▸ Work item: Scan the records below, and wherever a line has the word "codec", pull it out.

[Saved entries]
--
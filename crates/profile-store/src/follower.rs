//! The `Follower` table (§3, §5): peer servers that mirror our profiles.
//! Enqueuing a neighborhood action for a follower takes the
//! `{HostedIdentity, Follower, NeighborhoodAction}` lock group (§5).

use std::collections::HashMap;

use async_trait::async_trait;
use parking_lot::RwLock;
use profile_protocol::model::{Follower, ServerId};

use crate::error::StoreError;

#[async_trait]
pub trait FollowerStore: Send + Sync {
    async fn get(&self, server_id: &ServerId) -> Option<Follower>;
    async fn upsert(&self, follower: Follower);
    async fn remove(&self, server_id: &ServerId) -> Result<Follower, StoreError>;
    async fn list_all(&self) -> Vec<Follower>;
    async fn count(&self) -> usize;
}

#[derive(Default)]
pub struct InMemoryFollowerStore {
    rows: RwLock<HashMap<ServerId, Follower>>,
}

impl InMemoryFollowerStore {
    pub fn new() -> Self {
        Self::default()
    }
}

#[async_trait]
impl FollowerStore for InMemoryFollowerStore {
    async fn get(&self, server_id: &ServerId) -> Option<Follower> {
        self.rows.read().get(server_id).cloned()
    }

    async fn upsert(&self, follower: Follower) {
        self.rows.write().insert(follower.server_id.clone(), follower);
    }

    async fn remove(&self, server_id: &ServerId) -> Result<Follower, StoreError> {
        self.rows.write().remove(server_id).ok_or(StoreError::NotFound)
    }

    async fn list_all(&self) -> Vec<Follower> {
        self.rows.read().values().cloned().collect()
    }

    async fn count(&self) -> usize {
        self.rows.read().len()
    }
}
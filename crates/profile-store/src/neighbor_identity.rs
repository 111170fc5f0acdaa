//! The `NeighborIdentity` table (§3, §5): profiles mirrored in from
//! neighbors, keyed by `(identity_id, hosting_server_id)` since the same
//! identity can in principle be claimed by more than one neighbor
//! simultaneously during a migration window.

use std::collections::HashMap;

use async_trait::async_trait;
use parking_lot::RwLock;
use profile_protocol::model::{NeighborIdentity, ServerId};
use profile_protocol::IdentityId;

use crate::error::StoreError;

pub type NeighborIdentityKey = (IdentityId, ServerId);

#[async_trait]
pub trait NeighborIdentityStore: Send + Sync {
    async fn get(&self, key: &NeighborIdentityKey) -> Option<NeighborIdentity>;
    async fn upsert(&self, identity: NeighborIdentity);
    async fn remove(&self, key: &NeighborIdentityKey) -> Option<NeighborIdentity>;
    /// All NeighborIdentity rows sourced from one neighbor, for tear-down
    /// (§4.F.4) and for `RefreshNeighborStatus` bookkeeping.
    async fn list_by_server(&self, server_id: &ServerId) -> Vec<NeighborIdentity>;
    async fn count(&self) -> usize;
    async fn search(
        &self,
        predicate: &(dyn Fn(&NeighborIdentity) -> bool + Sync),
        limit: usize,
    ) -> Vec<NeighborIdentity>;
}

#[derive(Default)]
pub struct InMemoryNeighborIdentityStore {
    rows: RwLock<HashMap<NeighborIdentityKey, NeighborIdentity>>,
}

impl InMemoryNeighborIdentityStore {
    pub fn new() -> Self {
        Self::default()
    }
}

#[async_trait]
impl NeighborIdentityStore for InMemoryNeighborIdentityStore {
    async fn get(&self, key: &NeighborIdentityKey) -> Option<NeighborIdentity> {
        self.rows.read().get(key).cloned()
    }

    async fn upsert(&self, identity: NeighborIdentity) {
        let key = (identity.identity_id.clone(), identity.hosting_server_id.clone());
        self.rows.write().insert(key, identity);
    }

    async fn remove(&self, key: &NeighborIdentityKey) -> Option<NeighborIdentity> {
        self.rows.write().remove(key)
    }

    async fn list_by_server(&self, server_id: &ServerId) -> Vec<NeighborIdentity> {
        self.rows.read().values().filter(|row| &row.hosting_server_id == server_id).cloned().collect()
    }

    async fn count(&self) -> usize {
        self.rows.read().len()
    }

    async fn search(
        &self,
        predicate: &(dyn Fn(&NeighborIdentity) -> bool + Sync),
        limit: usize,
    ) -> Vec<NeighborIdentity> {
        self.rows.read().values().filter(|row| predicate(row)).take(limit).cloned().collect()
    }
}

#[cfg(test)]
mod tests {
    use super::*;
    use profile_protocol::{GpsLocation, PublicKey, SemVer};

    fn sample(seed: u8, server_seed: u8) -> NeighborIdentity {
        let pk = PublicKey(vec![seed; 32]);
        let server_pk = PublicKey(vec![server_seed; 32]);
        NeighborIdentity {
            identity_id: IdentityId::of_public_key(&pk),
            hosting_server_id: IdentityId::of_public_key(&server_pk),
            public_key: pk,
            version: SemVer::new(1, 0, 0),
            name: "alice".into(),
            identity_type: "person".into(),
            location: GpsLocation::from_degrees(0.0, 0.0),
            extra_data: Vec::new(),
            profile_image_hash: None,
            thumbnail_image_hash: None,
        }
    }

    #[tokio::test]
    async fn upsert_then_get_by_composite_key() {
        let store = InMemoryNeighborIdentityStore::new();
        let row = sample(1, 2);
        let key = (row.identity_id.clone(), row.hosting_server_id.clone());
        store.upsert(row).await;
        assert!(store.get(&key).await.is_some());
    }

    #[tokio::test]
    async fn list_by_server_filters_correctly() {
        let store = InMemoryNeighborIdentityStore::new();
        store.upsert(sample(1, 9)).await;
        store.upsert(sample(2, 9)).await;
        store.upsert(sample(3, 10)).await;
        let server_pk = PublicKey(vec![9; 32]);
        let server_id = IdentityId::of_public_key(&server_pk);
        assert_eq!(store.list_by_server(&server_id).await.len(), 2);
    }
}
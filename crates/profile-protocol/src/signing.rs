//! Signing/verification seams. Concrete Ed25519 implementations live in
//! `profile-crypto`; this crate only depends on the trait objects so the
//! wire layer never has to know about key formats.

use crate::primitives::{PublicKey, Signature};

/// Something that can sign data on behalf of this server's identity, but
/// never gives out the private key (mirrors the donor `home-protocol`
/// crate's `Signer` trait).
pub trait Signer: Send + Sync {
    fn public_key(&self) -> &PublicKey;
    fn sign(&self, data: &[u8]) -> Signature;
}

/// Verifies a signature against an arbitrary public key. Stateless, so one
/// instance is shared process-wide.
pub trait Validator: Send + Sync {
    fn verify(&self, public_key: &PublicKey, data: &[u8], signature: &Signature) -> bool;
}
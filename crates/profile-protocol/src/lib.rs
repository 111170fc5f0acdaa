//! Wire primitives and the framed request/response protocol shared by every
//! component of the profile server core (§4.B, §6).

pub mod codec;
pub mod envelope;
pub mod error;
pub mod messages;
pub mod model;
pub mod primitives;
pub mod roles;
pub mod signing;

pub use error::{ProtocolError, StatusCode};
pub use primitives::{Challenge, GpsLocation, IdentityId, PublicKey, SemVer, Signature};

#[cfg(test)]
mod tests {
    use super::*;
    use crate::envelope::{decode_body, encode_body, Envelope, RequestFrame};
    use crate::messages::PingRequest;

    #[test]
    fn identity_id_is_sha256_of_public_key() {
        let pk = PublicKey(vec![1, 2, 3, 4]);
        let id = IdentityId::of_public_key(&pk);
        use sha2::{Digest, Sha256};
        let expected = Sha256::digest(&pk.0);
        assert_eq!(&id.0[..], &expected[..]);
    }

    #[test]
    fn semver_negotiates_highest_common_version() {
        let offered = vec![SemVer::new(1, 0, 0), SemVer::new(0, 9, 0)];
        let accepted = vec![SemVer::new(1, 0, 0)];
        assert_eq!(SemVer::negotiate(&offered, &accepted), Some(SemVer::new(1, 0, 0)));

        let offered = vec![SemVer::new(2, 0, 0)];
        assert_eq!(SemVer::negotiate(&offered, &accepted), None);
    }

    #[test]
    fn gps_distance_zero_for_identical_points() {
        let a = GpsLocation::from_degrees(50.0872, 14.4210);
        assert_eq!(a.distance_meters(&a), 0.0);
    }

    #[test]
    fn gps_fixed_point_roundtrips_to_six_decimals() {
        let loc = GpsLocation::from_degrees(50.0872, 14.4210);
        assert!((loc.latitude_degrees() - 50.0872).abs() < 1e-6);
        assert!((loc.longitude_degrees() - 14.4210).abs() < 1e-6);
    }

    #[test]
    fn envelope_roundtrips_through_bytes() {
        let ping = PingRequest { version: None, payload: vec![0xDE, 0xAD, 0xBE, 0xEF] };
        let body = encode_body(&ping);
        let frame = RequestFrame { request_id: 7, type_code: 0, signature: None, body };
        let envelope = Envelope::request(frame);

        use prost::Message;
        let bytes = envelope.encode_to_vec();
        let decoded = Envelope::decode(bytes.as_slice()).unwrap();

        let frame = codec::expect_request(decoded).unwrap();
        assert_eq!(frame.request_id, 7);
        let decoded_ping: PingRequest = decode_body(&frame.body).unwrap();
        assert_eq!(decoded_ping.payload, vec![0xDE, 0xAD, 0xBE, 0xEF]);
    }

    #[test]
    fn frame_length_prefix_round_trips_over_a_duplex_pipe() {
        use tokio::io::duplex;
        let rt = tokio::runtime::Builder::new_current_thread().enable_all().build().unwrap();
        rt.block_on(async {
            let (mut a, mut b) = duplex(4096);
            let ping = PingRequest { version: None, payload: vec![1, 2, 3] };
            let frame =
                RequestFrame { request_id: 1, type_code: 0, signature: None, body: encode_body(&ping) };
            codec::write_envelope(&mut a, &Envelope::request(frame)).await.unwrap();
            let got = codec::read_envelope(&mut b).await.unwrap().unwrap();
            let got_frame = codec::expect_request(got).unwrap();
            let got_ping: PingRequest = decode_body(&got_frame.body).unwrap();
            assert_eq!(got_ping.payload, vec![1, 2, 3]);
        });
    }
}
--
▸ The answer:
pub mod codec;
        let frame = codec::expect_request(decoded).unwrap();
            codec::write_envelope(&mut a, &Envelope::request(frame)).await.unwrap();
            let got = codec::read_envelope(&mut b).await.unwrap().unwrap();
            let got_frame = codec::expect_request(got).unwrap();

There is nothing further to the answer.